As it happens, I was clued in to the importance of fire as a cleansing agent in nature, long before the Yellowstone fires.  From 1978-1982 I worked for The Nature Conservancy as caretaker at the Canelo Hills Cienega Preserve, am upland marsh with a permanent spring-fed stream, surrounded by oak/juniper woodland and grassland.  The community (see image above) is a relict ecosystem, a surviving remnant of habitat that was once more widespread throughout southern Arizona.  In their turn, Spanish, Mexican, and American ranchers allowed overgrazing which contributed to soil erosion and the lowering of the water table, draining many cienegas.

Canelo is home to several endangered species of fish and flowers, an oasis for native wildlife and for migratory birds.  My work there included maintenance of the historic adobe ranch house, outbuildings and fences, greeting visitors, monitoring the resident flora and fauna, and patrolling against poachers during hunting season.  My TNC supervisor was H.L. Bill, a quiet and very wise man who once worked cruising timber in the South.  It was he who taught me the need to allow most wildfire to run its course.

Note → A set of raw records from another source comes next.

use chrono::{DateTime, Utc};
use feed_rs::parser;

use super::models::RawEntry;
use crate::{Error, Result};

/// Parse RSS/Atom content into raw entries.
///
/// YouTube uploads feeds carry the description and thumbnail inside
/// `media:group`; plain feeds fall back to summary/content.
pub fn parse_feed(content: &[u8]) -> Result<Vec<RawEntry>> {
    let feed = parser::parse(content)
        .map_err(|e| Error::FeedFetch(format!("Failed to parse feed: {}", e)))?;

    let entries = feed.entries.into_iter().map(|entry| {
        let media = entry.media.first();

        let description = media
            .and_then(|m| m.description.as_ref())
            .map(|d| d.content.clone())
            .or_else(|| entry.summary.as_ref().map(|s| html_to_text(&s.content)))
            .or_else(|| {
                entry
                    .content
                    .as_ref()
                    .and_then(|c| c.body.as_deref())
                    .map(html_to_text)
            });

        let preview_url = media
            .and_then(|m| m.thumbnails.first())
            .map(|t| t.image.uri.clone())
            .or_else(|| {
                media
                    .and_then(|m| m.content.first())
                    .and_then(|c| c.url.as_ref())
                    .map(|u| u.to_string())
            });

        let title = entry
            .title
            .map(|t| t.content)
            .or_else(|| media.and_then(|m| m.title.as_ref()).map(|t| t.content.clone()));

        RawEntry {
            id: entry.id,
            title,
            description,
            preview_url,
            link: entry.links.first().map(|l| l.href.clone()),
            published_at: entry.published.or(entry.updated).map(DateTime::<Utc>::from),
        }
    }).collect();

    Ok(entries)
}

/// Convert HTML content to plain text
fn html_to_text(html: &str) -> String {
    html2text::from_read(html.as_bytes(), 80)
        .unwrap_or_else(|_| html.to_string())
}
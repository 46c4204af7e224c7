use async_trait::async_trait;
use reqwest::Client;
use serde::de::DeserializeOwned;
use serde::Deserialize;
use serde_json::json;
use std::time::Duration;

use super::{compose_lines, PublishChannel};
use crate::config::TelegramConfig;
use crate::feed::Item;
use crate::{Error, Result};

const CHANNEL_NAME: &str = "telegram";
const REQUEST_TIMEOUT_SECS: u64 = 30;
const LONG_POLL_TIMEOUT_SECS: u64 = 60;
/// Bot API limit on `sendMessage` text
const MAX_MESSAGE_CHARS: usize = 4096;

#[derive(Deserialize)]
struct TelegramResponse<T> {
    ok: bool,
    result: Option<T>,
    description: Option<String>,
}

#[derive(Deserialize)]
struct Update {
    update_id: i64,
}

/// Telegram Bot API client posting into a channel
pub struct TelegramChannel {
    client: Client,
    api_base: String,
    token: String,
    channel_id: String,
    post_title: String,
}

impl TelegramChannel {
    pub fn new(config: &TelegramConfig) -> Result<Self> {
        let client = Client::builder()
            .timeout(Duration::from_secs(REQUEST_TIMEOUT_SECS))
            .build()?;

        Ok(Self {
            client,
            api_base: config.api_base.trim_end_matches('/').to_string(),
            token: config.token.clone(),
            channel_id: config.channel_id.clone(),
            post_title: config.post_title.clone(),
        })
    }

    fn method_url(&self, method: &str) -> String {
        format!("{}/bot{}/{}", self.api_base, self.token, method)
    }

    /// Post text: title line, link, item title, description.
    /// The description is shortened so the whole text fits one message.
    pub fn format_message(&self, item: &Item) -> String {
        let head = compose_lines(&[&self.post_title, item.link_or_id(), &item.title]);
        let used = head.chars().count() + usize::from(!head.is_empty());
        let description = truncate_chars(
            item.description.trim(),
            MAX_MESSAGE_CHARS.saturating_sub(used),
        );
        compose_lines(&[&head, &description])
    }

    async fn call<T: DeserializeOwned>(
        &self,
        method: &str,
        body: &serde_json::Value,
        timeout: Duration,
    ) -> Result<T> {
        let response: TelegramResponse<T> = self
            .client
            .post(self.method_url(method))
            .timeout(timeout)
            .json(body)
            .send()
            .await?
            .json()
            .await?;

        if !response.ok {
            return Err(Error::publish(
                CHANNEL_NAME,
                format!(
                    "{} failed: {}",
                    method,
                    response.description.unwrap_or_else(|| "unknown error".to_string())
                ),
            ));
        }

        response
            .result
            .ok_or_else(|| Error::publish(CHANNEL_NAME, format!("{} returned no result", method)))
    }
}

/// Cut `text` to at most `max` chars, marking the cut with an ellipsis
fn truncate_chars(text: &str, max: usize) -> String {
    if text.chars().count() <= max {
        return text.to_string();
    }
    if max == 0 {
        return String::new();
    }

    let cut = text
        .char_indices()
        .nth(max - 1)
        .map(|(i, _)| i)
        .unwrap_or(text.len());
    format!("{}…", text[..cut].trim_end())
}

#[async_trait]
impl PublishChannel for TelegramChannel {
    fn name(&self) -> &str {
        CHANNEL_NAME
    }

    async fn publish(&self, item: &Item) -> Result<()> {
        let body = json!({
            "chat_id": self.channel_id,
            "text": self.format_message(item),
        });

        let _: serde_json::Value = self
            .call("sendMessage", &body, Duration::from_secs(REQUEST_TIMEOUT_SECS))
            .await?;

        tracing::info!(external_id = %item.external_id, "Posted to Telegram");
        Ok(())
    }

    fn is_bidirectional(&self) -> bool {
        true
    }

    /// Long-poll `getUpdates` so the bot session stays live. Updates are
    /// acknowledged and otherwise ignored.
    async fn listen(&self) -> Result<()> {
        tracing::info!("Telegram long polling started");
        let mut offset: i64 = 0;

        loop {
            let body = json!({
                "offset": offset,
                "timeout": LONG_POLL_TIMEOUT_SECS,
            });
            let updates: Vec<Update> = self
                .call(
                    "getUpdates",
                    &body,
                    Duration::from_secs(LONG_POLL_TIMEOUT_SECS + REQUEST_TIMEOUT_SECS),
                )
                .await?;

            if let Some(last) = updates.iter().map(|u| u.update_id).max() {
                tracing::debug!(count = updates.len(), "Telegram updates received");
                offset = last + 1;
            }
        }
    }
}

#[cfg(test)]
mod tests {
    use super::*;
    use wiremock::matchers::{body_partial_json, method, path};
    use wiremock::{Mock, MockServer, ResponseTemplate};

    fn channel(api_base: &str) -> TelegramChannel {
        TelegramChannel::new(&TelegramConfig {
            token: "TOKEN".to_string(),
            channel_id: "@news".to_string(),
            post_title: "New video!".to_string(),
            api_base: api_base.to_string(),
        })
        .unwrap()
    }

    fn item() -> Item {
        Item {
            external_id: "vid1".to_string(),
            title: "Episode 1".to_string(),
            description: "About things".to_string(),
            preview_url: None,
            link: Some("https://youtu.be/vid1".to_string()),
            published_at: None,
            dispatched: false,
        }
    }

    #[test]
    fn test_format_message() {
        let tg = channel("https://api.telegram.org");
        assert_eq!(
            tg.format_message(&item()),
            "New video!\nhttps://youtu.be/vid1\nEpisode 1\nAbout things"
        );
    }

    #[test]
    fn test_long_description_fits_message_limit() {
        let tg = channel("https://api.telegram.org");
        let mut long = item();
        long.description = "é".repeat(5000);

        let text = tg.format_message(&long);
        assert_eq!(text.chars().count(), MAX_MESSAGE_CHARS);
        assert!(text.starts_with("New video!\nhttps://youtu.be/vid1\nEpisode 1\néé"));
        assert!(text.ends_with("é…"));
    }

    #[test]
    fn test_truncate_chars() {
        assert_eq!(truncate_chars("short", 10), "short");
        assert_eq!(truncate_chars("abcdef", 4), "abc…");
        assert_eq!(truncate_chars("ab  cdef", 4), "ab…");
        assert_eq!(truncate_chars("abc", 0), "");
    }

    #[tokio::test]
    async fn test_publish_sends_message() {
        let server = MockServer::start().await;
        Mock::given(method("POST"))
            .and(path("/botTOKEN/sendMessage"))
            .and(body_partial_json(json!({ "chat_id": "@news" })))
            .respond_with(
                ResponseTemplate::new(200)
                    .set_body_json(json!({ "ok": true, "result": { "message_id": 1 } })),
            )
            .expect(1)
            .mount(&server)
            .await;

        channel(&server.uri()).publish(&item()).await.unwrap();
    }

    #[tokio::test]
    async fn test_publish_api_error() {
        let server = MockServer::start().await;
        Mock::given(method("POST"))
            .and(path("/botTOKEN/sendMessage"))
            .respond_with(ResponseTemplate::new(400).set_body_json(
                json!({ "ok": false, "description": "Bad Request: chat not found" }),
            ))
            .mount(&server)
            .await;

        let err = channel(&server.uri()).publish(&item()).await.unwrap_err();
        assert!(matches!(err, Error::Publish { .. }));
        assert!(err.to_string().contains("chat not found"));
    }

    #[tokio::test]
    async fn test_listen_returns_on_api_failure() {
        let server = MockServer::start().await;
        Mock::given(method("POST"))
            .and(path("/botTOKEN/getUpdates"))
            .respond_with(ResponseTemplate::new(401).set_body_json(
                json!({ "ok": false, "description": "Unauthorized" }),
            ))
            .mount(&server)
            .await;

        let result = channel(&server.uri()).listen().await;
        assert!(result.is_err());
    }
}
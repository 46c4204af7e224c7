mod fetcher;
mod models;
mod parser;

pub use fetcher::{FeedFetcher, FeedSource};
pub use models::{Item, RawEntry};
pub use parser::parse_feed;
use std::sync::Arc;
use std::time::Duration;

use async_trait::async_trait;
use chrono::Utc;
use tokio::sync::{watch, Mutex};
use tokio::task::JoinHandle;
use tracing::{debug, error, info, warn};

use super::schedule::ScheduleSpec;
use crate::pipeline::wait_for_shutdown;
use crate::Result;

/// Longest single sleep before the wall clock is consulted again
const MAX_SLEEP: Duration = Duration::from_secs(3600);

/// Work triggered by a [`Scheduler`]
#[async_trait]
pub trait ScheduledJob: Send + Sync {
    fn name(&self) -> &str;

    async fn run(&self) -> Result<()>;
}

/// Fires a job at each trigger instant of a [`ScheduleSpec`].
///
/// At most one run of the job is in flight; a trigger that arrives while
/// the previous run is still going is skipped.
#[derive(Clone)]
pub struct Scheduler {
    spec: ScheduleSpec,
    job: Arc<dyn ScheduledJob>,
    running: Arc<Mutex<()>>,
}

impl Scheduler {
    pub fn new(spec: ScheduleSpec, job: Arc<dyn ScheduledJob>) -> Self {
        Self {
            spec,
            job,
            running: Arc::new(Mutex::new(())),
        }
    }

    /// Start one run of the job in the background. Returns `None` when the
    /// previous run has not finished yet.
    pub fn fire(&self) -> Option<JoinHandle<()>> {
        let Ok(guard) = self.running.clone().try_lock_owned() else {
            warn!(job = self.job.name(), "Previous run still in progress, skipping trigger");
            return None;
        };

        let job = self.job.clone();
        Some(tokio::spawn(async move {
            let _guard = guard;
            info!(job = job.name(), "Running scheduled job");
            match job.run().await {
                Ok(()) => info!(job = job.name(), "Scheduled job finished"),
                Err(e) => error!(job = job.name(), error = %e, "Scheduled job failed"),
            }
        }))
    }

    /// Wait for each trigger instant and fire the job, until shutdown.
    pub async fn run(&self, mut shutdown: watch::Receiver<bool>) -> Result<()> {
        let mut next = self.spec.next_fire_after(Utc::now());
        info!(job = self.job.name(), schedule = %self.spec, next = %next, "Scheduler started");

        loop {
            let now = Utc::now();
            if now >= next {
                self.fire();
                next = self.spec.next_fire_after(now);
                info!(job = self.job.name(), next = %next, "Next scheduled run");
                continue;
            }

            let wait = (next - now).to_std().unwrap_or(Duration::ZERO).min(MAX_SLEEP);
            debug!(wait_secs = wait.as_secs(), "Scheduler sleeping");

            tokio::select! {
                _ = tokio::time::sleep(wait) => {}
                _ = wait_for_shutdown(&mut shutdown) => {
                    info!(job = self.job.name(), "Scheduler stopped");
                    return Ok(());
                }
            }
        }
    }
}

#[cfg(test)]
mod tests {
    use super::*;
    use crate::config::ScheduleConfig;
    use std::sync::atomic::{AtomicU32, Ordering};
    use tokio::sync::Notify;

    struct GatedJob {
        runs: AtomicU32,
        gate: Notify,
    }

    #[async_trait]
    impl ScheduledJob for GatedJob {
        fn name(&self) -> &str {
            "gated"
        }

        async fn run(&self) -> Result<()> {
            self.runs.fetch_add(1, Ordering::SeqCst);
            self.gate.notified().await;
            Ok(())
        }
    }

    fn daily_spec() -> ScheduleSpec {
        ScheduleSpec::from_config(&ScheduleConfig {
            every: "day".to_string(),
            day: None,
            time: "09:00".to_string(),
            timezone: "UTC".to_string(),
        })
        .unwrap()
    }

    #[tokio::test]
    async fn test_overlapping_trigger_skipped() {
        let job = Arc::new(GatedJob {
            runs: AtomicU32::new(0),
            gate: Notify::new(),
        });
        let scheduler = Scheduler::new(daily_spec(), job.clone());

        let first = scheduler.fire().expect("first trigger runs");
        assert!(scheduler.fire().is_none());

        // notify_one stores a permit if the job has not reached the gate yet
        job.gate.notify_one();
        first.await.unwrap();

        let third = scheduler.fire().expect("runs again once idle");
        job.gate.notify_one();
        third.await.unwrap();

        assert_eq!(job.runs.load(Ordering::SeqCst), 2);
    }

    struct CountingJob {
        runs: AtomicU32,
    }

    #[async_trait]
    impl ScheduledJob for CountingJob {
        fn name(&self) -> &str {
            "counting"
        }

        async fn run(&self) -> Result<()> {
            self.runs.fetch_add(1, Ordering::SeqCst);
            Ok(())
        }
    }

    #[tokio::test]
    async fn test_run_fires_once_per_trigger() {
        // Daily trigger about two seconds from now, on whole seconds
        let at = (Utc::now() + chrono::Duration::seconds(2)).format("%H:%M:%S").to_string();
        let spec = ScheduleSpec::from_config(&ScheduleConfig {
            every: "day".to_string(),
            day: None,
            time: at,
            timezone: "UTC".to_string(),
        })
        .unwrap();

        let job = Arc::new(CountingJob {
            runs: AtomicU32::new(0),
        });
        let scheduler = Scheduler::new(spec, job.clone());
        let (tx, rx) = watch::channel(false);
        let handle = tokio::spawn(async move { scheduler.run(rx).await });

        tokio::time::sleep(Duration::from_secs(4)).await;
        tx.send(true).unwrap();
        handle.await.unwrap().unwrap();

        // The next trigger is a day away
        assert_eq!(job.runs.load(Ordering::SeqCst), 1);
    }

    #[tokio::test]
    async fn test_run_stops_on_shutdown() {
        let job = Arc::new(GatedJob {
            runs: AtomicU32::new(0),
            gate: Notify::new(),
        });
        let scheduler = Scheduler::new(daily_spec(), job.clone());
        let (tx, rx) = watch::channel(false);

        let handle = tokio::spawn(async move { scheduler.run(rx).await });
        tx.send(true).unwrap();

        tokio::time::timeout(Duration::from_secs(5), handle)
            .await
            .unwrap()
            .unwrap()
            .unwrap();
        assert_eq!(job.runs.load(Ordering::SeqCst), 0);
    }
}
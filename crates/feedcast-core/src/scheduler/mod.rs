mod schedule;
mod service;
mod tasks;

pub use schedule::{Recurrence, ScheduleSpec};
pub use service::{ScheduledJob, Scheduler};
pub use tasks::CustomPostJob;
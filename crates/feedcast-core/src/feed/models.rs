use chrono::{DateTime, Utc};
use serde::{Deserialize, Serialize};

const YOUTUBE_ID_PREFIX: &str = "yt:video:";
const YOUTUBE_SHORT_LINK: &str = "https://youtu.be";

/// One entry as it comes out of the feed, before normalization
#[derive(Debug, Clone, Default)]
pub struct RawEntry {
    pub id: String,
    pub title: Option<String>,
    pub description: Option<String>,
    pub preview_url: Option<String>,
    pub link: Option<String>,
    pub published_at: Option<DateTime<Utc>>,
}

/// A content record discovered in the feed
#[derive(Debug, Clone, PartialEq, Serialize, Deserialize)]
pub struct Item {
    /// Stable key from the source feed (the video id for YouTube)
    pub external_id: String,
    pub title: String,
    pub description: String,
    pub preview_url: Option<String>,
    pub link: Option<String>,
    pub published_at: Option<DateTime<Utc>>,
    /// Set once every registered channel accepted the item
    #[serde(default)]
    pub dispatched: bool,
}

impl Item {
    /// Map a raw feed entry onto the canonical shape.
    ///
    /// Entries without a usable identifier cannot be deduplicated and are
    /// dropped (`None`).
    pub fn from_raw(raw: RawEntry) -> Option<Self> {
        let id = raw.id.trim();
        let (external_id, is_youtube) = match id.strip_prefix(YOUTUBE_ID_PREFIX) {
            Some(video_id) => (video_id.trim(), true),
            None => (id, false),
        };
        if external_id.is_empty() {
            return None;
        }

        let link = if is_youtube {
            Some(format!("{}/{}", YOUTUBE_SHORT_LINK, external_id))
        } else {
            raw.link.filter(|l| !l.trim().is_empty())
        };

        Some(Item {
            external_id: external_id.to_string(),
            title: raw.title.unwrap_or_default().trim().to_string(),
            description: raw.description.unwrap_or_default().trim().to_string(),
            preview_url: raw.preview_url.filter(|u| !u.trim().is_empty()),
            link,
            published_at: raw.published_at,
            dispatched: false,
        })
    }

    /// Link placed in posts, falling back to the external id
    pub fn link_or_id(&self) -> &str {
        self.link.as_deref().unwrap_or(&self.external_id)
    }
}
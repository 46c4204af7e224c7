use thiserror::Error;

#[derive(Error, Debug)]
pub enum Error {
    #[error("Database error: {0}")]
    Database(#[from] sqlx::Error),

    #[error("HTTP request error: {0}")]
    Http(#[from] reqwest::Error),

    #[error("Feed fetch error: {0}")]
    FeedFetch(String),

    #[error("Configuration error: {0}")]
    Config(String),

    #[error("IO error: {0}")]
    Io(#[from] std::io::Error),

    #[error("URL parsing error: {0}")]
    UrlParse(#[from] url::ParseError),

    #[error("JSON error: {0}")]
    Json(#[from] serde_json::Error),

    #[error("Item already stored: {0}")]
    DuplicateKey(String),

    #[error("Publish to {channel} failed: {message}")]
    Publish { channel: String, message: String },

    #[error("Channel closed: {0}")]
    ChannelClosed(String),

    #[error("{0}")]
    Other(String),
}

impl Error {
    /// Build a publish error for the named channel
    pub fn publish(channel: &str, message: impl Into<String>) -> Self {
        Error::Publish {
            channel: channel.to_string(),
            message: message.into(),
        }
    }

    /// Duplicate keys are expected when reconciling races and never fatal
    pub fn is_duplicate_key(&self) -> bool {
        matches!(self, Error::DuplicateKey(_))
    }
}

pub type Result<T> = std::result::Result<T, Error>;
use std::path::PathBuf;
use std::sync::Arc;

use async_trait::async_trait;

use super::ScheduledJob;
use crate::channels::VkontakteChannel;
use crate::config::CustomPostConfig;
use crate::Result;

/// Publishes the configured custom post (message and images) to the VK wall
pub struct CustomPostJob {
    vk: Arc<VkontakteChannel>,
    message: Option<String>,
    files: Vec<PathBuf>,
}

impl CustomPostJob {
    pub fn new(vk: Arc<VkontakteChannel>, config: &CustomPostConfig) -> Self {
        Self {
            vk,
            message: config.message().map(str::to_string),
            files: config.file_paths(),
        }
    }
}

#[async_trait]
impl ScheduledJob for CustomPostJob {
    fn name(&self) -> &str {
        "custom-post"
    }

    async fn run(&self) -> Result<()> {
        let post_id = self
            .vk
            .post_custom(self.message.as_deref(), &self.files)
            .await?;
        tracing::info!(post_id, "Scheduled custom post published");
        Ok(())
    }
}

#[cfg(test)]
mod tests {
    use super::*;
    use crate::config::VkontakteConfig;
    use crate::Error;
    use serde_json::json;
    use wiremock::matchers::{body_string_contains, method, path};
    use wiremock::{Mock, MockServer, ResponseTemplate};

    fn vk(api_base: &str) -> Arc<VkontakteChannel> {
        Arc::new(
            VkontakteChannel::new(&VkontakteConfig {
                token: "vk-token".to_string(),
                group_id: 42,
                post_title: String::new(),
                api_base: api_base.to_string(),
                api_version: "5.199".to_string(),
            })
            .unwrap(),
        )
    }

    #[tokio::test]
    async fn test_message_only_post() {
        let server = MockServer::start().await;
        Mock::given(method("POST"))
            .and(path("/wall.post"))
            .and(body_string_contains("message=Friday+digest"))
            .respond_with(
                ResponseTemplate::new(200).set_body_json(json!({ "response": { "post_id": 3 } })),
            )
            .expect(1)
            .mount(&server)
            .await;

        let job = CustomPostJob::new(
            vk(&server.uri()),
            &CustomPostConfig {
                message: Some("Friday digest".to_string()),
                files: Some(" , ".to_string()),
            },
        );
        assert_eq!(job.name(), "custom-post");
        job.run().await.unwrap();
    }

    #[tokio::test]
    async fn test_missing_file_fails_run() {
        let server = MockServer::start().await;
        Mock::given(method("POST"))
            .and(path("/photos.getWallUploadServer"))
            .respond_with(ResponseTemplate::new(200).set_body_json(json!({
                "response": { "upload_url": format!("{}/upload", server.uri()) }
            })))
            .mount(&server)
            .await;
        Mock::given(method("POST"))
            .and(path("/wall.post"))
            .respond_with(
                ResponseTemplate::new(200).set_body_json(json!({ "response": { "post_id": 3 } })),
            )
            .expect(0)
            .mount(&server)
            .await;

        let job = CustomPostJob::new(
            vk(&server.uri()),
            &CustomPostConfig {
                message: None,
                files: Some("/definitely/not/here.png".to_string()),
            },
        );
        let err = job.run().await.unwrap_err();
        assert!(matches!(err, Error::Io(_)));
    }
}
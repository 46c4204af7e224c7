use std::collections::HashMap;
use std::sync::Arc;
use std::time::Duration;

use tokio::sync::mpsc;

use crate::feed::{FeedSource, Item};
use crate::storage::DedupStore;
use crate::{Error, Result};

/// Fetches the feed, drops already-seen items, persists the new ones and
/// emits them as a batch.
#[derive(Clone)]
pub struct FeedPoller {
    source: Arc<dyn FeedSource>,
    store: Arc<dyn DedupStore>,
}

impl FeedPoller {
    pub fn new(source: Arc<dyn FeedSource>, store: Arc<dyn DedupStore>) -> Self {
        Self { source, store }
    }

    /// Run one poll cycle and return the newly stored items, oldest first.
    ///
    /// A fetch or existence-check failure aborts the cycle before anything
    /// is written. A failed insert only drops that one item.
    pub async fn poll_once(&self) -> Result<Vec<Item>> {
        let entries = self.source.fetch().await?;
        let fetched = entries.len();

        // Last occurrence of an id within one fetch wins
        let mut candidates: HashMap<String, Item> = HashMap::new();
        for item in entries.into_iter().filter_map(Item::from_raw) {
            candidates.insert(item.external_id.clone(), item);
        }

        if candidates.is_empty() {
            tracing::debug!(fetched, "Feed returned no usable entries");
            return Ok(Vec::new());
        }

        let ids: Vec<String> = candidates.keys().cloned().collect();
        for existing in self.store.find_existing(&ids).await? {
            candidates.remove(&existing.external_id);
        }

        let mut fresh: Vec<Item> = candidates.into_values().collect();
        fresh.sort_by(|a, b| {
            a.published_at
                .cmp(&b.published_at)
                .then_with(|| a.external_id.cmp(&b.external_id))
        });

        let mut batch = Vec::with_capacity(fresh.len());
        for item in fresh {
            match self.store.insert(&item).await {
                Ok(_) => batch.push(item),
                Err(e) if e.is_duplicate_key() => {
                    tracing::debug!(external_id = %item.external_id, "Item stored concurrently, skipping");
                }
                Err(e) => {
                    tracing::warn!(external_id = %item.external_id, error = %e, "Failed to store item, dropping it");
                }
            }
        }

        tracing::info!(fetched, new_items = batch.len(), "Poll cycle complete");
        Ok(batch)
    }

    /// Poll forever, emitting one batch per cycle and sleeping `interval`
    /// between cycles. Only returns on failure.
    pub async fn run(&self, interval: Duration, emit: mpsc::Sender<Vec<Item>>) -> Result<()> {
        tracing::info!(interval_secs = interval.as_secs(), "Feed poller started");

        loop {
            let batch = self.poll_once().await?;

            emit.send(batch)
                .await
                .map_err(|_| Error::ChannelClosed("dispatcher stopped receiving batches".to_string()))?;

            tokio::time::sleep(interval).await;
        }
    }
}
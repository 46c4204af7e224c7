use std::sync::Arc;
use std::time::Duration;

use anyhow::Result;

use feedcast_core::{
    channels::Channels,
    feed::{FeedFetcher, FeedSource},
    pipeline::{Dispatcher, FeedPoller},
    storage::{Database, ItemRepository},
    AppConfig,
};

pub async fn run(config: &AppConfig, dispatch: bool) -> Result<()> {
    config.validate()?;

    let db = Database::new(config).await?;
    let store = Arc::new(ItemRepository::new(db));
    let fetcher = FeedFetcher::new(&config.feed)?;
    println!("Polling {}...\n", fetcher.url());

    let source: Arc<dyn FeedSource> = Arc::new(fetcher);
    let poller = FeedPoller::new(source, store.clone());
    let batch = poller.poll_once().await?;

    if batch.is_empty() {
        println!("No new items.");
        return Ok(());
    }

    println!("New items ({}):\n", batch.len());
    for item in &batch {
        let published = item
            .published_at
            .map(|t| t.format("%Y-%m-%d %H:%M").to_string())
            .unwrap_or_else(|| "unknown date".to_string());
        println!("  {} - {}", item.external_id, item.title);
        println!("    Published: {}", published);
        if let Some(link) = &item.link {
            println!("    Link: {}", link);
        }
    }

    if dispatch {
        let channels = Channels::from_config(config)?;
        let dispatcher = Dispatcher::new(channels.publishers())
            .with_store(store)
            .with_pacing(Duration::from_secs(config.dispatch.pacing_secs))
            .with_max_attempts(config.dispatch.max_attempts);

        println!("\nDispatching to {}...", dispatcher.channel_names().join(", "));
        let report = dispatcher.dispatch_batch(batch).await;
        println!(
            "Dispatch complete. {} delivered, {} failed.",
            report.delivered, report.failed
        );
    }

    Ok(())
}
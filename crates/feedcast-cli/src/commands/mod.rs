pub mod check_config;
pub mod poll;
pub mod post_custom;
pub mod run;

As it happened, the marsh grasses of the cienega had accumulated a dead overstory, much like the forests in Yellowstone.  No natural fire had swept the cienega in many years, and the overlying dead grasses were smothering the endangered Canelo Ladies Tresses, a low-growing orchid.  It was decided to invite a nearby Forest Service fire crew to do a controlled burn, to rejuvenate the cienega.  I was present to direct the operation, choosing which areas to burn and which to protect with the crew's water trucks.

The burn was a huge success by any measure.  Those blackened acres were a riot of green by the following spring, as marsh reeds, grasses, and sedge repopulated.  And the numbers of orchids quadrupled over the pre-burn count.  The Forest Service crew did a superb job of containing the burn so that no riparian growth was threatened.  It was good practice for them, and much-needed assistance for the cienega.

I often think of those years.  I left the preserve to pursue my degree in Ecology & Evolutionary Biology at the University of Arizona, and thence to other pursuits.  But the cienega appears from time to time in my dreams, always being threatened by human encroachment.  And in my heart I'm always right there to protect this remnant wetland, and always will be.